Kage Baker was wont to sing (along with John Lennon): So now it is Christmas, la la la la la … At which point she’d stop and look rather disgusted and remark “Really, Johnny, this song has stupid vapid lyrics.”

Which it does. Kage felt she could get away with that judgemental remark due to her life-long devotion to the Beatles, as well as her own innate good taste. It’s a silly song; though not as brain-dead as Paul’s Simply Having A Wonderful Christmas Time. Secular Christmas carols tend to be silly.

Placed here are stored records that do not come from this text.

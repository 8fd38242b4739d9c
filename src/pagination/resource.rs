//! Paged remote collection
//!
//! [`PagingResource`] drives a [`PageSource`] and keeps a [`PageCache`]
//! coherent with what the server reported. One instance manages exactly
//! one remote collection.
//!
//! All mutating calls take `&mut self`, so two navigations can never be in
//! flight on the same instance. Hosts that share an instance across tasks
//! wrap it in a `tokio::sync::Mutex`.

use super::cache::{PageCache, PageIndex, PaginationState};
use super::key::PageKey;
use super::links::{parse_links, parse_page_params, PageParams};
use super::source::{PageResponse, PageSource};
use crate::error::Result;
use crate::types::{Item, StringMap};
use tracing::debug;

/// Page size used until the caller asks for another one
pub const DEFAULT_PAGE_SIZE: u32 = 30;

/// Client for one paginated remote collection
#[derive(Debug)]
pub struct PagingResource<S> {
    source: S,
    base_params: StringMap,
    params: PageParams,
    cache: PageCache,
}

impl<S: PageSource> PagingResource<S> {
    /// Create a resource with no extra query parameters
    pub fn new(source: S) -> Self {
        Self {
            source,
            base_params: StringMap::new(),
            params: PageParams::new(u64::from(DEFAULT_PAGE_SIZE), 0),
            cache: PageCache::new(),
        }
    }

    /// Set the base query parameters (filters such as an owner id).
    ///
    /// These are sent with every request and survive navigation.
    #[must_use]
    pub fn with_params(mut self, params: StringMap) -> Self {
        self.base_params = params;
        self
    }

    /// Add a single base query parameter
    #[must_use]
    pub fn with_param(mut self, key: impl Into<String>, value: impl Into<String>) -> Self {
        self.base_params.insert(key.into(), value.into());
        self
    }

    /// Set the default page size
    #[must_use]
    pub fn with_page_size(mut self, page_size: u32) -> Self {
        self.params.max_items = u64::from(page_size);
        self
    }

    /// Fetch page 1 afresh.
    ///
    /// `page_size` replaces the current page size when given. On a
    /// not-modified response the cached items are returned untouched.
    pub async fn fetch_first_page(&mut self, page_size: Option<u32>) -> Result<&[Item]> {
        let mut params = self.params;
        if let Some(size) = page_size {
            params.max_items = u64::from(size);
        }
        params.skip_count = 0;

        let response = self.source.fetch(&self.query_for(params)).await?;
        self.params = params;

        match response {
            PageResponse::Page(page) => {
                let links = parse_links(page.link.as_deref());
                self.cache.record_first_page(page.items, &links);
            }
            PageResponse::NotModified => {
                debug!("First page not modified, serving cached items");
            }
        }

        Ok(self.cache.current_items())
    }

    /// Navigate by a textual key: `first`, `prev`, `next`, `last` or a page number
    pub async fn fetch_page(&mut self, key: &str) -> Result<&[Item]> {
        let key: PageKey = key.parse()?;
        self.navigate(key).await
    }

    /// Navigate to the page `key` resolves to.
    ///
    /// Fails with a navigation error when no link is known for that page.
    /// Nothing is changed when the request fails.
    pub async fn navigate(&mut self, key: PageKey) -> Result<&[Item]> {
        let page = self.cache.resolve(key);
        let params = parse_page_params(self.cache.link_for(page)?);
        debug!("Navigating '{}' to page {} ({})", key, page, params);

        let response = self.source.fetch(&self.query_for(params)).await?;
        self.params = params;

        match response {
            PageResponse::Page(fetched) => {
                let links = parse_links(fetched.link.as_deref());
                self.cache.record_page(page, fetched.items, &links);
            }
            PageResponse::NotModified => {
                debug!("Page {} not modified, serving cached items", page);
                self.cache.record_not_modified(page);
            }
        }

        Ok(self.cache.current_items())
    }

    /// Current page number and page count
    pub fn pagination_state(&self) -> PaginationState {
        self.cache.state()
    }

    /// Items of the current page
    pub fn current_items(&self) -> &[Item] {
        self.cache.current_items()
    }

    /// Known pages
    pub fn page_index(&self) -> &PageIndex {
        self.cache.index()
    }

    /// Parameters of the last accepted request
    pub fn request_params(&self) -> PageParams {
        self.params
    }

    /// Base query parameters
    pub fn base_params(&self) -> &StringMap {
        &self.base_params
    }

    /// The underlying page source
    pub fn source(&self) -> &S {
        &self.source
    }

    fn query_for(&self, params: PageParams) -> StringMap {
        let mut query = self.base_params.clone();
        params.apply_to(&mut query);
        query
    }
}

Kage – and I – always adored the old religious hymns; the ones with a hint of blood and thunder and pagan sacrifice, murderous kings and foreign potentates ignoring international borders, camels in surrealistic profile along the dunes, and an entire winter sky full of angels. Hosanna, hosanna inexcelsis! Wings, wings and more wings (cherubim alone have an aerodynamically-unlikely seven wings apiece), song falling over the ha-Negev like the Aurora Borealis.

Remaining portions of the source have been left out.